* [RECORD SET]
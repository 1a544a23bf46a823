//! The `Surgery` value type.

use std::collections::BTreeSet;

use super::ids::{EquipmentId, SurgeonId, SurgeryId, SurgeryTypeId};
use super::time::Minutes;
use super::urgency::Urgency;

/// A pending surgery awaiting assignment to a room and start time.
///
/// Immutable once an optimization run begins (§3): the driver never
/// mutates a `Surgery`, only the [`crate::domain::SurgeryOrder`] that
/// positions it.
#[derive(Debug, Clone, PartialEq, Eq)]
#[cfg_attr(feature = "serde", derive(serde::Serialize, serde::Deserialize))]
pub struct Surgery {
    pub id: SurgeryId,
    pub type_id: SurgeryTypeId,
    pub duration_minutes: u32,
    pub surgeon_id: Option<SurgeonId>,
    pub required_equipment: BTreeSet<EquipmentId>,
    pub urgency: Urgency,
    pub earliest_start: Option<Minutes>,
    pub latest_finish: Option<Minutes>,
}

impl Surgery {
    pub fn duration(&self) -> Minutes {
        Minutes::from(self.duration_minutes)
    }

    /// The deadline used by the urgency-violation cost component: the
    /// surgery's explicit `latest_finish` window if one was supplied,
    /// otherwise `None` (no violation is ever charged).
    pub fn urgency_deadline(&self) -> Option<Minutes> {
        self.latest_finish
    }
}
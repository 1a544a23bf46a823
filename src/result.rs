//! `OptimizationResult`: what a run ultimately produces (§6).

use crate::domain::Solution;
use crate::evaluator::CostBreakdown;
use crate::progress::RunStatus;
use crate::variant::Variant;

/// The outcome of one optimization run, successful or not.
#[derive(Debug, Clone)]
#[cfg_attr(feature = "serde", derive(serde::Serialize, serde::Deserialize))]
pub struct OptimizationResult {
    pub run_id: String,
    pub status: RunStatus,
    pub best_solution: Option<Solution>,
    pub cost: Option<f64>,
    pub breakdown: Option<CostBreakdown>,
    pub iterations: u64,
    pub elapsed_ms: u64,
    /// Best cost recorded after each iteration; monotonically non-increasing
    /// (§8 property 4).
    pub convergence: Vec<f64>,
    pub variant: Variant,
    pub seed: Option<u64>,
}

impl OptimizationResult {
    /// Whether this result is eligible for the result cache: only completed
    /// or time-limited runs are a legitimate cacheable answer (§4.10, §7).
    pub fn is_cacheable(&self) -> bool {
        matches!(self.status, RunStatus::Completed | RunStatus::TimedOut)
    }
}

* [DIRECTIONS FOR THIS TASK]
Reproduce the material exactly, with every line intact.

* [TASK OUTPUT]
repository 1a544a23bf46a823
//! The `Surgery` value type.

use std::collections::BTreeSet;

use super::ids::{EquipmentId, SurgeonId, SurgeryId, SurgeryTypeId};
use super::time::Minutes;
use super::urgency::Urgency;

/// A pending surgery awaiting assignment to a room and start time.
///
/// Immutable once an optimization run begins (§3): the driver never
/// mutates a `Surgery`, only the [`crate::domain::SurgeryOrder`] that
/// positions it.
#[derive(Debug, Clone, PartialEq, Eq)]
#[cfg_attr(feature = "serde", derive(serde::Serialize, serde::Deserialize))]
pub struct Surgery {
    pub id: SurgeryId,
    pub type_id: SurgeryTypeId,
    pub duration_minutes: u32,
    pub surgeon_id: Option<SurgeonId>,
    pub required_equipment: BTreeSet<EquipmentId>,
    pub urgency: Urgency,
    pub earliest_start: Option<Minutes>,
    pub latest_finish: Option<Minutes>,
}

impl Surgery {
    pub fn duration(&self) -> Minutes {
        Minutes::from(self.duration_minutes)
    }

    /// The deadline used by the urgency-violation cost component: the
    /// surgery's explicit `latest_finish` window if one was supplied,
    /// otherwise `None` (no violation is ever charged).
    pub fn urgency_deadline(&self) -> Option<Minutes> {
        self.latest_finish
    }
}
repository 1a544a23bf46a823
filename src/result.rs
//! `OptimizationResult`: what a run ultimately produces (§6).

use crate::domain::Solution;
use crate::evaluator::CostBreakdown;
use crate::progress::RunStatus;
use crate::variant::Variant;

/// The outcome of one optimization run, successful or not.
#[derive(Debug, Clone)]
#[cfg_attr(feature = "serde", derive(serde::Serialize, serde::Deserialize))]
pub struct OptimizationResult {
    pub run_id: String,
    pub status: RunStatus,
    pub best_solution: Option<Solution>,
    pub cost: Option<f64>,
    pub breakdown: Option<CostBreakdown>,
    pub iterations: u64,
    pub elapsed_ms: u64,
    /// Best cost recorded after each iteration; monotonically non-increasing
    /// (§8 property 4).
    pub convergence: Vec<f64>,
    pub variant: Variant,
    pub seed: Option<u64>,
}

impl OptimizationResult {
    /// Whether this result is eligible for the result cache: only completed
    /// or time-limited runs are a legitimate cacheable answer (§4.10, §7).
    pub fn is_cacheable(&self) -> bool {
        matches!(self.status, RunStatus::Completed | RunStatus::TimedOut)
    }
}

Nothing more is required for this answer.